Examine each line of the data. Copy those that contain the string "Extension".

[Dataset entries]
+ + + + +
//! Turn resolution: sequences proposals for every referenced piece, applies
//! each legal suggestion in order, then lets one opponent piece respond.
//!
//! The loop is the only component that mutates the working position, and it
//! does so strictly sequentially: each piece sees the board left by the
//! previous piece's move. Suspension points are exactly the proposer calls.

use futures::future::join_all;
use rand::Rng;
use serde::Serialize;
use shakmaty::{Color, Piece, Role, Square};

use crate::board::BoardState;
use crate::proposer::{MoveProposal, MoveProposer, ProposalContext, ProposerError, APOLOGY_NARRATIVE};
use crate::references::{parse_piece_references, InvalidReference, PieceReference};

/// Recorded when an earlier move in the same batch already displaced the
/// referenced piece.
pub const GONE_NARRATIVE: &str =
    "This piece is no longer on its square, so it sits this turn out.";

#[derive(Debug, thiserror::Error)]
pub enum ResolveError {
    /// At least one tag did not match the board. The whole message is
    /// rejected before any move is attempted.
    #[error("invalid piece references: {}", describe(.0))]
    InvalidReferences(Vec<InvalidReference>),
}

fn describe(refs: &[InvalidReference]) -> String {
    refs.iter()
        .map(|r| format!("no {} at {}", r.expected_type.upper_char(), r.square))
        .collect::<Vec<_>>()
        .join(", ")
}

/// One chat-log entry per processed reference (and one for the opponent).
/// A dropped or failed move still produces an entry, so the player always
/// sees feedback.
#[derive(Debug, Clone, Serialize)]
pub struct PieceOutcome {
    pub piece: String,
    #[serde(rename = "move")]
    pub mv: Option<String>,
    pub message: String,
}

#[derive(Debug)]
pub struct TurnResolution {
    pub board: BoardState,
    pub outcomes: Vec<PieceOutcome>,
    pub game_over: bool,
}

/// Resolve one chat message against `board`.
///
/// References are processed in extraction order; each piece proposes with the
/// side to move forced to `player`, so several of one player's pieces can act
/// within a single chat turn. Every returned token is re-validated against
/// the board before it is applied; illegal ones are dropped with the
/// narrative kept. After the batch, one opponent piece chosen through `rng`
/// gets a single propose/apply cycle. A captured king short-circuits
/// everything.
pub async fn resolve_turn<P, R>(
    board: &BoardState,
    message: &str,
    player: Color,
    proposer: &P,
    rng: &mut R,
) -> Result<TurnResolution, ResolveError>
where
    P: MoveProposer + ?Sized,
    R: Rng,
{
    // Absorbing terminal state: a finished game accepts no further input.
    if board.is_game_over() {
        return Ok(TurnResolution {
            board: board.clone(),
            outcomes: Vec::new(),
            game_over: true,
        });
    }

    let extracted = parse_piece_references(message, board);
    if !extracted.invalid.is_empty() {
        return Err(ResolveError::InvalidReferences(extracted.invalid));
    }

    let mut working = board.clone();
    let mut outcomes = Vec::new();

    for reference in &extracted.references {
        working = working.with_side_to_move(player);

        if !piece_present(&working, reference) {
            outcomes.push(skipped_outcome(reference));
            continue;
        }

        let proposal = propose_for(proposer, &working, reference, message).await;
        let (next, outcome) = settle(&working, reference, proposal);
        working = next;
        outcomes.push(outcome);

        if working.is_game_over() {
            return Ok(TurnResolution {
                board: working,
                outcomes,
                game_over: true,
            });
        }
    }

    Ok(opponent_step(proposer, rng, working, outcomes, !player).await)
}

/// Parallel-proposal variant: all player proposals are issued concurrently
/// against the pre-batch snapshot, then the returned tokens are applied one
/// at a time in original reference order. Apply order is deterministic
/// regardless of proposer response latency; each apply re-checks presence
/// and legality against the board the previous apply left behind.
pub async fn resolve_turn_parallel<P, R>(
    board: &BoardState,
    message: &str,
    player: Color,
    proposer: &P,
    rng: &mut R,
) -> Result<TurnResolution, ResolveError>
where
    P: MoveProposer + ?Sized,
    R: Rng,
{
    if board.is_game_over() {
        return Ok(TurnResolution {
            board: board.clone(),
            outcomes: Vec::new(),
            game_over: true,
        });
    }

    let extracted = parse_piece_references(message, board);
    if !extracted.invalid.is_empty() {
        return Err(ResolveError::InvalidReferences(extracted.invalid));
    }

    let snapshot = board.with_side_to_move(player);
    let proposals = join_all(
        extracted
            .references
            .iter()
            .map(|reference| propose_for(proposer, &snapshot, reference, message)),
    )
    .await;

    let mut working = board.clone();
    let mut outcomes = Vec::new();

    for (reference, proposal) in extracted.references.iter().zip(proposals) {
        working = working.with_side_to_move(player);

        if !piece_present(&working, reference) {
            outcomes.push(skipped_outcome(reference));
            continue;
        }

        let (next, outcome) = settle(&working, reference, proposal);
        working = next;
        outcomes.push(outcome);

        if working.is_game_over() {
            return Ok(TurnResolution {
                board: working,
                outcomes,
                game_over: true,
            });
        }
    }

    Ok(opponent_step(proposer, rng, working, outcomes, !player).await)
}

/// The opponent replies exactly once per chat message: one piece, chosen
/// uniformly at random among the opponent's pieces, gets a single
/// propose/apply cycle.
async fn opponent_step<P, R>(
    proposer: &P,
    rng: &mut R,
    mut working: BoardState,
    mut outcomes: Vec<PieceOutcome>,
    opponent: Color,
) -> TurnResolution
where
    P: MoveProposer + ?Sized,
    R: Rng,
{
    working = working.with_side_to_move(opponent);

    if let Some((square, piece)) = pick_random_piece(&working, opponent, rng) {
        let reference = PieceReference {
            square,
            piece_type: piece.role,
        };
        let directive = format!(
            "{} at {}: Make a strategic move",
            piece.role.upper_char(),
            square
        );
        let proposal = propose_for(proposer, &working, &reference, &directive).await;
        let (next, outcome) = settle(&working, &reference, proposal);
        working = next;
        outcomes.push(outcome);
    }

    let game_over = working.is_game_over();
    TurnResolution {
        board: working,
        outcomes,
        game_over,
    }
}

fn piece_label(piece_type: Role, square: Square) -> String {
    format!("{} at {}", piece_type.upper_char(), square)
}

/// A reference stays valid only while a piece of the claimed type sits on
/// its square; an earlier move in the same batch may have captured or moved
/// it.
fn piece_present(board: &BoardState, reference: &PieceReference) -> bool {
    board.piece_at(reference.square).map(|p| p.role) == Some(reference.piece_type)
}

fn skipped_outcome(reference: &PieceReference) -> PieceOutcome {
    PieceOutcome {
        piece: piece_label(reference.piece_type, reference.square),
        mv: None,
        message: GONE_NARRATIVE.to_string(),
    }
}

async fn propose_for<P>(
    proposer: &P,
    board: &BoardState,
    reference: &PieceReference,
    message: &str,
) -> Result<MoveProposal, ProposerError>
where
    P: MoveProposer + ?Sized,
{
    let ctx = ProposalContext {
        board,
        square: reference.square,
        piece_type: reference.piece_type,
        message,
        legal_moves: board.legal_moves_san(reference.square),
    };
    proposer.propose(&ctx).await
}

/// Apply one proposal to the working board. An illegal or unparseable token
/// is dropped silently while the narrative is kept; a failed boundary call
/// degrades to the fixed apologetic narrative. The batch never aborts here.
fn settle(
    board: &BoardState,
    reference: &PieceReference,
    proposal: Result<MoveProposal, ProposerError>,
) -> (BoardState, PieceOutcome) {
    let piece = piece_label(reference.piece_type, reference.square);
    match proposal {
        Ok(MoveProposal {
            token: Some(token),
            narrative,
        }) => match board.apply_move(&token) {
            Ok(next) => (
                next,
                PieceOutcome {
                    piece,
                    mv: Some(token),
                    message: narrative,
                },
            ),
            Err(_) => (
                board.clone(),
                PieceOutcome {
                    piece,
                    mv: None,
                    message: narrative,
                },
            ),
        },
        Ok(MoveProposal {
            token: None,
            narrative,
        }) => (
            board.clone(),
            PieceOutcome {
                piece,
                mv: None,
                message: narrative,
            },
        ),
        Err(_) => (
            board.clone(),
            PieceOutcome {
                piece,
                mv: None,
                message: APOLOGY_NARRATIVE.to_string(),
            },
        ),
    }
}

fn pick_random_piece<R: Rng>(
    board: &BoardState,
    color: Color,
    rng: &mut R,
) -> Option<(Square, Piece)> {
    let pieces = board.pieces_of(color);
    if pieces.is_empty() {
        return None;
    }
    let idx = rng.gen_range(0..pieces.len());
    pieces.into_iter().nth(idx)
}
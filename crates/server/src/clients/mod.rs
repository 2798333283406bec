pub mod anthropic;
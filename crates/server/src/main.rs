use server::clients::anthropic::AnthropicClient;
use server::config::Config;
use server::routes;

use std::sync::Arc;

use axum::{
    routing::{get, post},
    Extension, Router,
};
use chess_core::proposer::{MoveProposer, NullProposer};
use tower_http::cors::{Any, CorsLayer};
use tracing_subscriber::EnvFilter;

#[tokio::main]
async fn main() -> anyhow::Result<()> {
    // Load .env if present
    dotenvy::dotenv().ok();

    // Initialize tracing
    tracing_subscriber::fmt()
        .with_env_filter(EnvFilter::try_from_default_env().unwrap_or_else(|_| "info".into()))
        .init();

    let config = Config::from_env();

    // Pick the move proposer: the real LLM client when a key is configured,
    // otherwise the always-"no move" stub so the pipeline keeps working.
    let llm = config
        .anthropic_api_key
        .clone()
        .map(|key| Arc::new(AnthropicClient::new(&config, key)));
    let proposer: Arc<dyn MoveProposer> = match llm.clone() {
        Some(client) => {
            tracing::info!("LLM move proposer configured (model: {})", config.anthropic_model);
            client
        }
        None => {
            tracing::warn!("No API key configured - pieces will decline to move");
            Arc::new(NullProposer)
        }
    };
    let classifier = llm.filter(|_| config.classify_references);

    // CORS
    let cors = CorsLayer::new()
        .allow_origin(Any)
        .allow_methods(Any)
        .allow_headers(Any);

    let app = Router::new()
        .route("/health", get(routes::health::health_check))
        .route("/api/chat", post(routes::chat::chat))
        .layer(Extension(config.clone()))
        .layer(Extension(proposer))
        .layer(Extension(classifier))
        .layer(cors);

    let addr = format!("{}:{}", config.host, config.port);
    tracing::info!("Starting server on {addr}");

    let listener = tokio::net::TcpListener::bind(&addr).await?;
    axum::serve(listener, app).await?;
    Ok(())
}
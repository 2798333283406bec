use axum::{Extension, Json};
use rand::rngs::StdRng;
use rand::SeedableRng;
use serde::{Deserialize, Serialize};
use std::sync::Arc;

use chess_core::board::BoardState;
use chess_core::proposer::MoveProposer;
use chess_core::references::{filter_classified, scan_tags, ReferenceClassifier};
use chess_core::resolve::{resolve_turn, resolve_turn_parallel, PieceOutcome};
use chess_core::shakmaty::Color;

use crate::clients::anthropic::AnthropicClient;
use crate::config::Config;
use crate::error::AppError;

#[derive(Deserialize)]
pub struct ChatRequest {
    pub message: String,
    pub board: String,
}

#[derive(Serialize)]
#[serde(rename_all = "camelCase")]
pub struct ChatResponse {
    pub moves: Vec<PieceOutcome>,
    pub fen: String,
    pub game_over: bool,
}

/// POST /api/chat
/// Resolve one chat message against the supplied position. The player moves
/// as White; one Black piece replies.
pub async fn chat(
    Extension(config): Extension<Config>,
    Extension(proposer): Extension<Arc<dyn MoveProposer>>,
    Extension(classifier): Extension<Option<Arc<AnthropicClient>>>,
    Json(req): Json<ChatRequest>,
) -> Result<Json<ChatResponse>, AppError> {
    tracing::info!(board = %req.board, "Received chat message");

    let board = BoardState::from_fen(&req.board)?;

    let message =
        expand_implicit_references(&req.message, &board, classifier.as_deref()).await;

    let mut rng = StdRng::from_entropy();
    let resolution = if config.parallel_proposals {
        resolve_turn_parallel(&board, &message, Color::White, proposer.as_ref(), &mut rng)
            .await?
    } else {
        resolve_turn(&board, &message, Color::White, proposer.as_ref(), &mut rng).await?
    };

    tracing::info!(
        applied = resolution.outcomes.iter().filter(|o| o.mv.is_some()).count(),
        game_over = resolution.game_over,
        "Resolved chat message"
    );

    Ok(Json(ChatResponse {
        moves: resolution.outcomes,
        fen: resolution.board.fen(),
        game_over: resolution.game_over,
    }))
}

/// Extended-mode extraction: when the message carries no explicit tags, ask
/// the classifier to produce some and splice them into the message. The
/// extractor re-validates the spliced tags like any others, so a classifier
/// failure can only cost coverage, never correctness.
async fn expand_implicit_references(
    message: &str,
    board: &BoardState,
    classifier: Option<&AnthropicClient>,
) -> String {
    let Some(classifier) = classifier else {
        return message.to_string();
    };
    if !scan_tags(message).is_empty() {
        return message.to_string();
    }

    match classifier.classify(message, board).await {
        Ok(candidates) => {
            let refs = filter_classified(candidates, board, Color::White);
            if refs.is_empty() {
                return message.to_string();
            }
            let tags: Vec<String> = refs
                .iter()
                .map(|r| format!("@{}{}", r.square, r.piece_type.upper_char()))
                .collect();
            tracing::info!(tags = %tags.join(" "), "Classifier resolved implicit references");
            format!("{} {}", message, tags.join(" "))
        }
        Err(e) => {
            tracing::warn!("Reference classifier failed: {e}");
            message.to_string()
        }
    }
}
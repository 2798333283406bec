use axum::Json;
use serde_json::{json, Value};

/// GET /health
pub async fn health_check() -> Json<Value> {
    Json(json!({ "status": "ok" }))
}
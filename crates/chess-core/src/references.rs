//! Reference extractor: converts a chat message into an ordered list of
//! validated piece references against a given position.

use async_trait::async_trait;
use regex::Regex;
use shakmaty::{Color, Role, Square};
use std::sync::LazyLock;

use crate::board::BoardState;
use crate::proposer::ProposerError;

static TAG_RE: LazyLock<Regex> =
    LazyLock::new(|| Regex::new(r"@([a-h][1-8])([PNBRQK])").unwrap());

/// A tag whose claimed type matches the piece actually on the square.
#[derive(Debug, Clone, Copy, PartialEq, Eq)]
pub struct PieceReference {
    pub square: Square,
    pub piece_type: Role,
}

/// A tag whose claimed type does not match the board.
#[derive(Debug, Clone, Copy, PartialEq, Eq)]
pub struct InvalidReference {
    pub square: Square,
    pub expected_type: Role,
}

#[derive(Debug, Default)]
pub struct ExtractedReferences {
    pub references: Vec<PieceReference>,
    pub invalid: Vec<InvalidReference>,
}

/// Scan `@<square><PieceLetter>` tags in left-to-right order of appearance.
/// Pure text scan, no board validation; duplicates are kept.
pub fn scan_tags(text: &str) -> Vec<(Square, Role)> {
    TAG_RE
        .captures_iter(text)
        .filter_map(|cap| {
            let square = cap[1].parse::<Square>().ok()?;
            let role = cap[2].chars().next().and_then(Role::from_char)?;
            Some((square, role))
        })
        .collect()
}

/// Validate scanned tags against the board. Order and duplicates are
/// preserved; each duplicate is processed as a separate reference. If
/// `invalid` comes back non-empty the caller must reject the whole message
/// before attempting any move.
pub fn parse_piece_references(message: &str, board: &BoardState) -> ExtractedReferences {
    let mut out = ExtractedReferences::default();
    for (square, role) in scan_tags(message) {
        match board.piece_at(square) {
            Some(piece) if piece.role == role => out.references.push(PieceReference {
                square,
                piece_type: role,
            }),
            _ => out.invalid.push(InvalidReference {
                square,
                expected_type: role,
            }),
        }
    }
    out
}

/// Boundary contract for implicit-reference resolution ("both knights",
/// "my queenside pawns"). Implementations typically call a free-text
/// classifier; their output must go through [`filter_classified`].
#[async_trait]
pub trait ReferenceClassifier: Send + Sync {
    async fn classify(
        &self,
        message: &str,
        board: &BoardState,
    ) -> Result<Vec<(Square, Role)>, ProposerError>;
}

/// Filter classifier output down to references that actually exist on the
/// board with the mover's color. The classifier is free text underneath and
/// can hallucinate squares; nothing it claims is trusted.
pub fn filter_classified(
    candidates: Vec<(Square, Role)>,
    board: &BoardState,
    mover: Color,
) -> Vec<PieceReference> {
    candidates
        .into_iter()
        .filter(|&(square, role)| {
            board
                .piece_at(square)
                .is_some_and(|piece| piece.color == mover && piece.role == role)
        })
        .map(|(square, role)| PieceReference {
            square,
            piece_type: role,
        })
        .collect()
}

#[cfg(test)]
mod tests {
    use super::*;

    #[test]
    fn test_tags_extracted_in_order_with_duplicates() {
        let board = BoardState::startpos();
        let out = parse_piece_references("@e2P advance, then @b1N jumps, @e2P again", &board);

        assert!(out.invalid.is_empty());
        let squares: Vec<String> = out.references.iter().map(|r| r.square.to_string()).collect();
        assert_eq!(squares, vec!["e2", "b1", "e2"]);
        assert_eq!(out.references[1].piece_type, Role::Knight);
    }

    #[test]
    fn test_type_mismatch_is_invalid() {
        let board = BoardState::startpos();
        // b1 holds a knight, not a queen.
        let out = parse_piece_references("@b1Q charge!", &board);

        assert!(out.references.is_empty());
        assert_eq!(out.invalid.len(), 1);
        assert_eq!(out.invalid[0].square, Square::B1);
        assert_eq!(out.invalid[0].expected_type, Role::Queen);
    }

    #[test]
    fn test_empty_square_is_invalid() {
        let board = BoardState::startpos();
        let out = parse_piece_references("@e4P", &board);
        assert_eq!(out.invalid.len(), 1);
    }

    #[test]
    fn test_non_tag_text_is_ignored() {
        let board = BoardState::startpos();
        let out = parse_piece_references("hello there, no tags here. @x9Z @e2p", &board);
        assert!(out.references.is_empty());
        assert!(out.invalid.is_empty());
    }

    #[test]
    fn test_filter_classified_rejects_hallucinations() {
        let board = BoardState::startpos();
        let candidates = vec![
            (Square::B1, Role::Knight),  // real white knight
            (Square::E4, Role::Queen),   // empty square
            (Square::B8, Role::Knight),  // right type, wrong color
            (Square::E2, Role::Rook),    // wrong type
        ];

        let refs = filter_classified(candidates, &board, Color::White);
        assert_eq!(refs.len(), 1);
        assert_eq!(refs[0].square, Square::B1);
    }
}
+ + + + +
■ **Response to the exercise**:
    Extension, Router,
        .layer(Extension(config.clone()))
        .layer(Extension(proposer))
        .layer(Extension(classifier))
use axum::{Extension, Json};
    Extension(config): Extension<Config>,
    Extension(proposer): Extension<Arc<dyn MoveProposer>>,
    Extension(classifier): Extension<Option<Arc<AnthropicClient>>>,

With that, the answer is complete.